» WORK TO COMPLETE
Copy each line containing "limit" from the listing below.

» EXERCISE DATA

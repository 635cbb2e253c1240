use std::cmp::Ordering;

use serde_json::{Map, Value};

use crate::RawDocument;

/// Predicate over a single top-level field. Both backends evaluate filters
/// with the same code, so query semantics never diverge between them.
#[derive(Debug, Clone)]
pub enum Filter {
    Eq { field: String, value: Value },
    Ne { field: String, value: Value },
    Gt { field: String, value: Value },
    Ge { field: String, value: Value },
    Lt { field: String, value: Value },
    Le { field: String, value: Value },
    In { field: String, values: Vec<Value> },
    ArrayContains { field: String, value: Value },
}

impl Filter {
    pub fn eq(field: impl Into<String>, value: impl Into<Value>) -> Self {
        Self::Eq {
            field: field.into(),
            value: value.into(),
        }
    }

    pub fn ne(field: impl Into<String>, value: impl Into<Value>) -> Self {
        Self::Ne {
            field: field.into(),
            value: value.into(),
        }
    }

    pub fn gt(field: impl Into<String>, value: impl Into<Value>) -> Self {
        Self::Gt {
            field: field.into(),
            value: value.into(),
        }
    }

    pub fn ge(field: impl Into<String>, value: impl Into<Value>) -> Self {
        Self::Ge {
            field: field.into(),
            value: value.into(),
        }
    }

    pub fn lt(field: impl Into<String>, value: impl Into<Value>) -> Self {
        Self::Lt {
            field: field.into(),
            value: value.into(),
        }
    }

    pub fn le(field: impl Into<String>, value: impl Into<Value>) -> Self {
        Self::Le {
            field: field.into(),
            value: value.into(),
        }
    }

    pub fn is_in(field: impl Into<String>, values: impl IntoIterator<Item = impl Into<Value>>) -> Self {
        Self::In {
            field: field.into(),
            values: values.into_iter().map(Into::into).collect(),
        }
    }

    pub fn array_contains(field: impl Into<String>, value: impl Into<Value>) -> Self {
        Self::ArrayContains {
            field: field.into(),
            value: value.into(),
        }
    }

    pub fn matches(&self, fields: &Map<String, Value>) -> bool {
        match self {
            Self::Eq { field, value } => fields.get(field) == Some(value),
            Self::Ne { field, value } => fields.get(field) != Some(value),
            Self::Gt { field, value } => cmp_field(fields, field, value) == Some(Ordering::Greater),
            Self::Ge { field, value } => matches!(
                cmp_field(fields, field, value),
                Some(Ordering::Greater | Ordering::Equal)
            ),
            Self::Lt { field, value } => cmp_field(fields, field, value) == Some(Ordering::Less),
            Self::Le { field, value } => matches!(
                cmp_field(fields, field, value),
                Some(Ordering::Less | Ordering::Equal)
            ),
            Self::In { field, values } => fields
                .get(field)
                .is_some_and(|actual| values.contains(actual)),
            Self::ArrayContains { field, value } => fields
                .get(field)
                .and_then(Value::as_array)
                .is_some_and(|items| items.contains(value)),
        }
    }
}

fn cmp_field(fields: &Map<String, Value>, field: &str, value: &Value) -> Option<Ordering> {
    compare(fields.get(field)?, value)
}

fn compare(a: &Value, b: &Value) -> Option<Ordering> {
    match (a, b) {
        (Value::Number(a), Value::Number(b)) => a.as_f64()?.partial_cmp(&b.as_f64()?),
        (Value::String(a), Value::String(b)) => Some(a.cmp(b)),
        (Value::Bool(a), Value::Bool(b)) => Some(a.cmp(b)),
        _ => None,
    }
}

#[derive(Debug, Clone, Copy, Default, PartialEq, Eq)]
pub enum Direction {
    #[default]
    Ascending,
    Descending,
}

#[derive(Debug, Clone)]
struct OrderBy {
    field: String,
    direction: Direction,
}

/// Filter + ordering + limit over one collection.
#[derive(Debug, Clone, Default)]
pub struct Query {
    filters: Vec<Filter>,
    order_by: Option<OrderBy>,
    limit: Option<usize>,
}

impl Query {
    pub fn new() -> Self {
        Self::default()
    }

    pub fn filter(mut self, filter: Filter) -> Self {
        self.filters.push(filter);
        self
    }

    pub fn order_by(mut self, field: impl Into<String>, direction: Direction) -> Self {
        self.order_by = Some(OrderBy {
            field: field.into(),
            direction,
        });
        self
    }

    pub fn limit(mut self, limit: usize) -> Self {
        self.limit = Some(limit);
        self
    }

    /// Evaluate against an unordered collection snapshot.
    pub fn apply(&self, docs: Vec<RawDocument>) -> Vec<RawDocument> {
        let mut out: Vec<RawDocument> = docs
            .into_iter()
            .filter(|doc| self.filters.iter().all(|f| f.matches(&doc.fields)))
            .collect();

        if let Some(order) = &self.order_by {
            out.sort_by(|a, b| {
                let ord = match (a.fields.get(&order.field), b.fields.get(&order.field)) {
                    (Some(a), Some(b)) => compare(a, b).unwrap_or(Ordering::Equal),
                    (Some(_), None) => Ordering::Greater,
                    (None, Some(_)) => Ordering::Less,
                    (None, None) => Ordering::Equal,
                };
                match order.direction {
                    Direction::Ascending => ord,
                    Direction::Descending => ord.reverse(),
                }
            });
        }

        if let Some(limit) = self.limit {
            out.truncate(limit);
        }

        out
    }
}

» RESPONSE TO THE TASK
/// Filter + ordering + limit over one collection.
    limit: Option<usize>,
    pub fn limit(mut self, limit: usize) -> Self {
        self.limit = Some(limit);
        if let Some(limit) = self.limit {
            out.truncate(limit);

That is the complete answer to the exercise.